Begitu pintu dibuka, Alia langsung berteriak kecil. “Ya Tuhan! Itu gaunnya?!”
Gaun itu berdiri anggun di atas manekin, gaun putih lembut dengan renda tipis di bagian lengan dan detail mutiara halus di sepanjang garis leher. Cahaya lampu menimpa kain satin itu, membuatnya berkilau lembut seperti kabut pagi. Di sebelahnya tergantung gaun resepsi berwarna champagne blush dengan sentuhan payet yang halus, sederhana tapi menawan.
“Rada, aku serius, kalau kamu nggak pakai ini dengan attitude princess, aku bakal marah.” ucap Ahsley sedikit dramatis.

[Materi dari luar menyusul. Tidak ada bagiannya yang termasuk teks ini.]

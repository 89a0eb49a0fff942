use std::path::PathBuf;

use serde::Deserialize;

#[derive(Debug, Clone, Deserialize)]
pub struct OpenAiConfig {
    pub api_key: Option<String>,
    pub base_url: String,
    pub default_model: String,
    pub max_tokens: u32,
    pub temperature: f32,
}

impl Default for OpenAiConfig {
    fn default() -> Self {
        Self {
            api_key: None,
            base_url: "https://api.openai.com/v1".into(),
            default_model: "gpt-3.5-turbo".into(),
            max_tokens: 1000,
            temperature: 0.7,
        }
    }
}

#[derive(Debug, Clone, Deserialize)]
pub struct AppConfig {
    pub database_url: String,
    pub max_connections: u32,
    pub openai: OpenAiConfig,
    /// Directory holding the CSV files read by the bulk loaders.
    pub data_dir: PathBuf,
}

/// Discrete connection settings, used when `DATABASE_URL` is not set.
#[derive(Debug, Clone, Default)]
pub struct DbParts {
    pub host: Option<String>,
    pub port: Option<String>,
    pub name: Option<String>,
    pub user: Option<String>,
    pub password: Option<String>,
}

impl DbParts {
    fn from_env() -> Self {
        Self {
            host: std::env::var("DB_HOST").ok(),
            port: std::env::var("DB_PORT").ok(),
            name: std::env::var("DB_NAME").ok(),
            user: std::env::var("DB_USER").ok(),
            password: std::env::var("DB_PASSWORD").ok(),
        }
    }

    /// Builds a postgres URL; names the missing variables on failure.
    pub fn to_url(&self) -> anyhow::Result<String> {
        let missing: Vec<&str> = [
            ("DB_HOST", &self.host),
            ("DB_NAME", &self.name),
            ("DB_USER", &self.user),
            ("DB_PASSWORD", &self.password),
        ]
        .into_iter()
        .filter(|(_, v)| v.as_deref().map_or(true, str::is_empty))
        .map(|(k, _)| k)
        .collect();
        if !missing.is_empty() {
            anyhow::bail!(
                "DATABASE_URL not set and missing database parameters: {}",
                missing.join(", ")
            );
        }

        Ok(format!(
            "postgres://{}:{}@{}:{}/{}",
            self.user.as_deref().unwrap_or_default(),
            self.password.as_deref().unwrap_or_default(),
            self.host.as_deref().unwrap_or_default(),
            self.port.as_deref().unwrap_or("5432"),
            self.name.as_deref().unwrap_or_default(),
        ))
    }
}

impl AppConfig {
    pub fn from_env() -> anyhow::Result<Self> {
        let database_url = match std::env::var("DATABASE_URL") {
            Ok(url) => url,
            Err(_) => DbParts::from_env().to_url()?,
        };
        let max_connections = std::env::var("DB_MAX_CONNECTIONS")
            .ok()
            .and_then(|v| v.parse::<u32>().ok())
            .unwrap_or(10);

        let defaults = OpenAiConfig::default();
        let openai = OpenAiConfig {
            api_key: std::env::var("OPENAI_API_KEY").ok().filter(|k| !k.is_empty()),
            base_url: std::env::var("OPENAI_BASE_URL").unwrap_or(defaults.base_url),
            default_model: std::env::var("OPENAI_MODEL").unwrap_or(defaults.default_model),
            max_tokens: std::env::var("OPENAI_MAX_TOKENS")
                .ok()
                .and_then(|v| v.parse::<u32>().ok())
                .unwrap_or(defaults.max_tokens),
            temperature: std::env::var("OPENAI_TEMPERATURE")
                .ok()
                .and_then(|v| v.parse::<f32>().ok())
                .unwrap_or(defaults.temperature),
        };

        let data_dir = std::env::var("DATA_DIR")
            .map(PathBuf::from)
            .unwrap_or_else(|_| PathBuf::from("fakeData"));

        Ok(Self {
            database_url,
            max_connections,
            openai,
            data_dir,
        })
    }
}
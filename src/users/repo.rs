use anyhow::Context;
use async_trait::async_trait;
use sqlx::PgPool;
use uuid::Uuid;

pub use super::repo_types::User;

/// Existence check used before writing rows that reference a user.
#[async_trait]
pub trait UserDirectory: Send + Sync {
    async fn user_exists(&self, id: Uuid) -> anyhow::Result<bool>;
}

#[async_trait]
impl UserDirectory for PgPool {
    async fn user_exists(&self, id: Uuid) -> anyhow::Result<bool> {
        User::exists(self, id).await
    }
}

impl User {
    pub async fn find_by_email(db: &PgPool, email: &str) -> anyhow::Result<Option<User>> {
        let user = sqlx::query_as::<_, User>(
            r#"
            SELECT id, name, email, weight_goal, password_hash, created_at
            FROM users
            WHERE email = $1
            "#,
        )
        .bind(email)
        .fetch_optional(db)
        .await?;
        Ok(user)
    }

    pub async fn find(db: &PgPool, id: Uuid) -> anyhow::Result<Option<User>> {
        let user = sqlx::query_as::<_, User>(
            r#"
            SELECT id, name, email, weight_goal, password_hash, created_at
            FROM users
            WHERE id = $1
            "#,
        )
        .bind(id)
        .fetch_optional(db)
        .await?;
        Ok(user)
    }

    pub async fn exists(db: &PgPool, id: Uuid) -> anyhow::Result<bool> {
        let found: bool = sqlx::query_scalar("SELECT EXISTS(SELECT 1 FROM users WHERE id = $1)")
            .bind(id)
            .fetch_one(db)
            .await
            .context("check user exists")?;
        Ok(found)
    }

    pub async fn list(db: &PgPool, limit: i64, offset: i64) -> anyhow::Result<Vec<User>> {
        let users = sqlx::query_as::<_, User>(
            r#"
            SELECT id, name, email, weight_goal, password_hash, created_at
            FROM users
            ORDER BY created_at, email
            LIMIT $1 OFFSET $2
            "#,
        )
        .bind(limit)
        .bind(offset)
        .fetch_all(db)
        .await?;
        Ok(users)
    }

    /// Create a new user; `password_hash` is stored as given.
    pub async fn create(
        db: &PgPool,
        name: &str,
        email: &str,
        weight_goal: Option<&str>,
        password_hash: Option<&str>,
    ) -> anyhow::Result<User> {
        let user = sqlx::query_as::<_, User>(
            r#"
            INSERT INTO users (name, email, weight_goal, password_hash)
            VALUES ($1, $2, $3, $4)
            RETURNING id, name, email, weight_goal, password_hash, created_at
            "#,
        )
        .bind(name)
        .bind(email)
        .bind(weight_goal)
        .bind(password_hash)
        .fetch_one(db)
        .await?;
        Ok(user)
    }
}
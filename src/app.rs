use std::net::SocketAddr;

use axum::{extract::State, routing::get, Json, Router};
use serde::Serialize;
use time::{format_description::well_known::Rfc3339, OffsetDateTime};
use tower_http::{cors::CorsLayer, trace::TraceLayer};

use crate::state::AppState;
use crate::{activities, biometrics, db, exercises, loaders, recipes, users};

pub fn build_app(state: AppState) -> Router {
    Router::new()
        .route("/", get(root))
        .route("/health", get(health))
        .merge(users::router())
        .merge(activities::router())
        .merge(biometrics::router())
        .merge(exercises::router())
        .merge(recipes::router())
        .merge(loaders::router())
        .with_state(state)
        .layer(CorsLayer::permissive())
        .layer(
            TraceLayer::new_for_http()
                .make_span_with(|req: &axum::http::Request<_>| {
                    let method = req.method().clone();
                    let uri = req.uri().clone();
                    tracing::info_span!("http_request", %method, uri = %uri, status = tracing::field::Empty)
                })
                .on_response(
                    |res: &axum::http::Response<_>,
                     _latency: std::time::Duration,
                     span: &tracing::Span| {
                        let status = res.status();
                        span.record("status", tracing::field::display(status));
                        if status.is_server_error() {
                            tracing::error!(%status, "response");
                        } else {
                            tracing::info!(%status, "response");
                        }
                    },
                ),
        )
}

#[derive(Debug, Serialize)]
struct Banner {
    message: &'static str,
    version: &'static str,
}

async fn root() -> Json<Banner> {
    Json(Banner {
        message: "Fitness API is running!",
        version: env!("CARGO_PKG_VERSION"),
    })
}

#[derive(Debug, Serialize)]
struct Health {
    status: &'static str,
    database: &'static str,
    #[serde(skip_serializing_if = "Option::is_none")]
    error: Option<String>,
    timestamp: String,
}

async fn health(State(state): State<AppState>) -> Json<Health> {
    let timestamp = OffsetDateTime::now_utc()
        .format(&Rfc3339)
        .unwrap_or_default();
    Json(match db::ping(&state.db).await {
        Ok(()) => Health {
            status: "healthy",
            database: "connected",
            error: None,
            timestamp,
        },
        Err(e) => {
            tracing::warn!(error = %e, "health check failed");
            Health {
                status: "unhealthy",
                database: "disconnected",
                error: Some(format!("{e:#}")),
                timestamp,
            }
        }
    })
}

pub async fn serve(app: Router) -> anyhow::Result<()> {
    let addr: SocketAddr = format!(
        "{}:{}",
        std::env::var("APP_HOST").unwrap_or_else(|_| "0.0.0.0".into()),
        std::env::var("APP_PORT").unwrap_or_else(|_| "8080".into())
    )
    .parse()?;

    tracing::info!("listening on {}", addr);
    let listener = tokio::net::TcpListener::bind(addr).await?;
    axum::serve(listener, app).await?;
    Ok(())
}
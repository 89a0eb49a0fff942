use axum::{extract::State, http::StatusCode, routing::post, Json, Router};
use tracing::{info, instrument, warn};

use super::dto::{DatasetOutcome, LoadAllResponse, LoadResponse};
use super::{services, Dataset, LoadError};
use crate::{
    errors::{bad_request, internal},
    state::AppState,
};

pub fn routes() -> Router<AppState> {
    Router::new()
        .route("/load-user-data", post(load_users))
        .route("/load-exercise-definitions", post(load_exercise_definitions))
        .route("/load-activity-data", post(load_activities))
        .route("/load-biometric-data", post(load_biometrics))
        .route("/load-recipe-data", post(load_recipes))
        .route("/load-all-data", post(load_all))
}

fn load_error(e: LoadError) -> (StatusCode, String) {
    match e {
        LoadError::NotFound(_) => {
            warn!(error = %e, "dataset missing");
            (StatusCode::NOT_FOUND, e.to_string())
        }
        LoadError::InvalidRow { .. } => {
            warn!(error = %e, "dataset rejected");
            bad_request(e.to_string())
        }
        LoadError::Store(e) => internal(format!("{e:#}")),
    }
}

/// Loads the request body as CSV, or the dataset's file from the data
/// directory when the body is empty.
async fn load_one(
    state: &AppState,
    dataset: Dataset,
    body: String,
) -> Result<Json<LoadResponse>, (StatusCode, String)> {
    let csv = if body.trim().is_empty() {
        services::read_dataset(&state.config.data_dir, dataset)
            .await
            .map_err(load_error)?
    } else {
        body
    };
    let counts = services::load(&state.db, dataset, &csv)
        .await
        .map_err(load_error)?;

    info!(
        dataset = dataset.label(),
        loaded = counts.loaded,
        skipped = counts.skipped,
        "dataset loaded"
    );
    Ok(Json(LoadResponse {
        success: true,
        message: format!("Successfully loaded {} {}", counts.loaded, dataset.label()),
        counts,
    }))
}

#[instrument(skip(state, body))]
pub async fn load_users(
    State(state): State<AppState>,
    body: String,
) -> Result<Json<LoadResponse>, (StatusCode, String)> {
    load_one(&state, Dataset::Users, body).await
}

#[instrument(skip(state, body))]
pub async fn load_exercise_definitions(
    State(state): State<AppState>,
    body: String,
) -> Result<Json<LoadResponse>, (StatusCode, String)> {
    load_one(&state, Dataset::ExerciseDefinitions, body).await
}

#[instrument(skip(state, body))]
pub async fn load_activities(
    State(state): State<AppState>,
    body: String,
) -> Result<Json<LoadResponse>, (StatusCode, String)> {
    load_one(&state, Dataset::Activities, body).await
}

#[instrument(skip(state, body))]
pub async fn load_biometrics(
    State(state): State<AppState>,
    body: String,
) -> Result<Json<LoadResponse>, (StatusCode, String)> {
    load_one(&state, Dataset::Biometrics, body).await
}

#[instrument(skip(state, body))]
pub async fn load_recipes(
    State(state): State<AppState>,
    body: String,
) -> Result<Json<LoadResponse>, (StatusCode, String)> {
    load_one(&state, Dataset::Recipes, body).await
}

/// Every dataset file in load order; missing files are reported and skipped.
#[instrument(skip(state))]
pub async fn load_all(
    State(state): State<AppState>,
) -> Result<Json<LoadAllResponse>, (StatusCode, String)> {
    let mut datasets = Vec::with_capacity(Dataset::ALL.len());
    for dataset in Dataset::ALL {
        let outcome = match services::read_dataset(&state.config.data_dir, dataset).await {
            Ok(csv) => DatasetOutcome {
                dataset: dataset.label(),
                file: dataset.file_name(),
                found: true,
                counts: services::load(&state.db, dataset, &csv)
                    .await
                    .map_err(load_error)?,
            },
            Err(LoadError::NotFound(path)) => {
                warn!(path = %path.display(), "dataset file missing; skipped");
                DatasetOutcome {
                    dataset: dataset.label(),
                    file: dataset.file_name(),
                    found: false,
                    counts: Default::default(),
                }
            }
            Err(e) => return Err(load_error(e)),
        };
        datasets.push(outcome);
    }

    let loaded: u64 = datasets.iter().map(|d| d.counts.loaded).sum();
    info!(loaded, "full import finished");
    Ok(Json(LoadAllResponse {
        success: true,
        message: format!("Successfully loaded {loaded} rows"),
        datasets,
    }))
}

Alia berlari mendekat sambil meneliti renda bawah gaun. “Lihat ini, setiap detailnya dijahit tangan! Ra, kamu benar-benar seperti… calon ratu.”
David yang berdiri di belakang hanya tersenyum lembut. “Kamu memang cocok pakai warna itu, Ra. Tenang tapi kuat.”
Rada menatap gaun itu dalam diam beberapa detik, jantungnya berdetak lebih cepat. Mungkin bukan karena gugup, tapi karena segala sesuatu yang ia alami tiba-tiba terasa nyata. Ini bukan sekadar fitting. Besok… ia benar-benar akan menikah.
“Silakan, Miss Rada. Ruang ganti sudah siap,” ucap staf dengan sopan.
Rada mengangguk, lalu melangkah ke ruang ganti ditemani oleh dua asisten butik. Alia dan Ashley sudah bersiap dengan ponsel masing-masing di tangan, jelas tak sabar menunggu.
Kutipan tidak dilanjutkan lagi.